Extracted entries:

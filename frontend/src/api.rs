//! Typed client for the collaborator REST backend.
//!
//! Every screen talks to the backend through these four functions; nothing
//! else in the frontend builds a request. Errors are collapsed into
//! [`ApiError`], whose `Display` text is what the views show in their
//! banners, and every failure is also logged to the browser console.

use gloo_console::error;
use gloo_net::http::{Request, Response};
use thiserror::Error;

use common::model::setting::{SettingResponse, SettingSaveResponse, SettingUpdate};
use common::model::student::StudentAccount;

use crate::session::AdminSession;

/// Settings key holding the homepage video URL.
pub const HOMEPAGE_VIDEO_SETTING: &str = "homepage_video_url";

#[derive(Debug, Error)]
pub enum ApiError {
    /// The request never completed (offline, DNS, CORS, aborted).
    #[error("network error: {0}")]
    Network(String),

    /// The backend answered with a non-2xx status.
    #[error("the server replied with status {code}: {body}")]
    Status { code: u16, body: String },

    /// The backend answered 2xx but reported `success: false`.
    #[error("{0}")]
    Backend(String),

    /// The reply body did not match the expected shape.
    #[error("unexpected response payload: {0}")]
    Decode(String),
}

/// Fetches the full student roster.
pub async fn fetch_students(session: &AdminSession) -> Result<Vec<StudentAccount>, ApiError> {
    let result = async {
        let resp = Request::get(&format!("{}/students", session.api_base))
            .header("Authorization", &session.bearer())
            .send()
            .await
            .map_err(|err| ApiError::Network(err.to_string()))?;
        let resp = expect_ok(resp).await?;
        resp.json::<Vec<StudentAccount>>()
            .await
            .map_err(|err| ApiError::Decode(err.to_string()))
    }
    .await;
    report("loading students", result)
}

/// Deletes one student account and, server-side, all of its progress data.
pub async fn delete_student(session: &AdminSession, id: i64) -> Result<(), ApiError> {
    let result = async {
        let resp = Request::delete(&format!("{}/students/{}", session.api_base, id))
            .header("Authorization", &session.bearer())
            .send()
            .await
            .map_err(|err| ApiError::Network(err.to_string()))?;
        expect_ok(resp).await?;
        Ok(())
    }
    .await;
    report("deleting student", result)
}

/// Reads the homepage video URL. A key that has never been written comes
/// back as the empty string.
pub async fn fetch_homepage_video_url(session: &AdminSession) -> Result<String, ApiError> {
    let result = async {
        let url = format!("{}/settings/{}", session.api_base, HOMEPAGE_VIDEO_SETTING);
        let resp = Request::get(&url)
            .header("Authorization", &session.bearer())
            .send()
            .await
            .map_err(|err| ApiError::Network(err.to_string()))?;
        let resp = expect_ok(resp).await?;
        let envelope = resp
            .json::<SettingResponse>()
            .await
            .map_err(|err| ApiError::Decode(err.to_string()))?;
        if !envelope.success {
            return Err(ApiError::Backend(
                "the backend could not read the setting".to_string(),
            ));
        }
        Ok(envelope
            .data
            .map(|data| data.setting_value)
            .unwrap_or_default())
    }
    .await;
    report("loading homepage video setting", result)
}

/// Overwrites the homepage video URL wholesale. An empty value clears it.
pub async fn save_homepage_video_url(
    session: &AdminSession,
    value: &str,
) -> Result<(), ApiError> {
    let result = async {
        let url = format!("{}/settings/{}", session.api_base, HOMEPAGE_VIDEO_SETTING);
        let body = SettingUpdate {
            value: value.to_string(),
        };
        let resp = Request::put(&url)
            .header("Authorization", &session.bearer())
            .json(&body)
            .map_err(|err| ApiError::Decode(err.to_string()))?
            .send()
            .await
            .map_err(|err| ApiError::Network(err.to_string()))?;
        let resp = expect_ok(resp).await?;
        let reply = resp
            .json::<SettingSaveResponse>()
            .await
            .map_err(|err| ApiError::Decode(err.to_string()))?;
        if reply.success {
            Ok(())
        } else {
            Err(ApiError::Backend(reply.message.unwrap_or_else(|| {
                "the backend rejected the new value".to_string()
            })))
        }
    }
    .await;
    report("saving homepage video setting", result)
}

async fn expect_ok(resp: Response) -> Result<Response, ApiError> {
    if resp.ok() {
        Ok(resp)
    } else {
        let code = resp.status();
        let body = resp.text().await.unwrap_or_default();
        Err(ApiError::Status { code, body })
    }
}

fn report<T>(context: &str, result: Result<T, ApiError>) -> Result<T, ApiError> {
    if let Err(err) = &result {
        error!(format!("{context}: {err}"));
    }
    result
}
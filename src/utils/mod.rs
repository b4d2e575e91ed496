pub mod logger;

use thiserror::Error;

#[derive(Error, Debug)]
pub enum QpError {
    #[error("配置错误: {0}")]
    Config(String),

    #[error("来源获取失败 [{source_id}]: {message}")]
    SourceFetch { source_id: String, message: String },

    #[error("数据库错误: {0}")]
    Database(#[from] sqlx::Error),

    #[error("网络请求错误: {0}")]
    Network(#[from] reqwest::Error),

    #[error("解析错误: {0}")]
    Parse(String),

    #[error("IO错误: {0}")]
    Io(#[from] std::io::Error),

    #[error("序列化错误: {0}")]
    Serde(#[from] serde_json::Error),

    #[error("TOML解析错误: {0}")]
    TomlDe(#[from] toml::de::Error),

    #[error("TOML生成错误: {0}")]
    TomlSer(#[from] toml::ser::Error),

    #[error("配置加载错误: {0}")]
    Settings(#[from] ::config::ConfigError),
}

impl QpError {
    pub fn source_fetch(source_id: impl Into<String>, message: impl Into<String>) -> Self {
        QpError::SourceFetch {
            source_id: source_id.into(),
            message: message.into(),
        }
    }
}

pub type QpResult<T> = Result<T, QpError>;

Task objective: In how many lines of the material above does the word "SettingSaveResponse" appear? Reply with the number only.

Solution for this problem: 2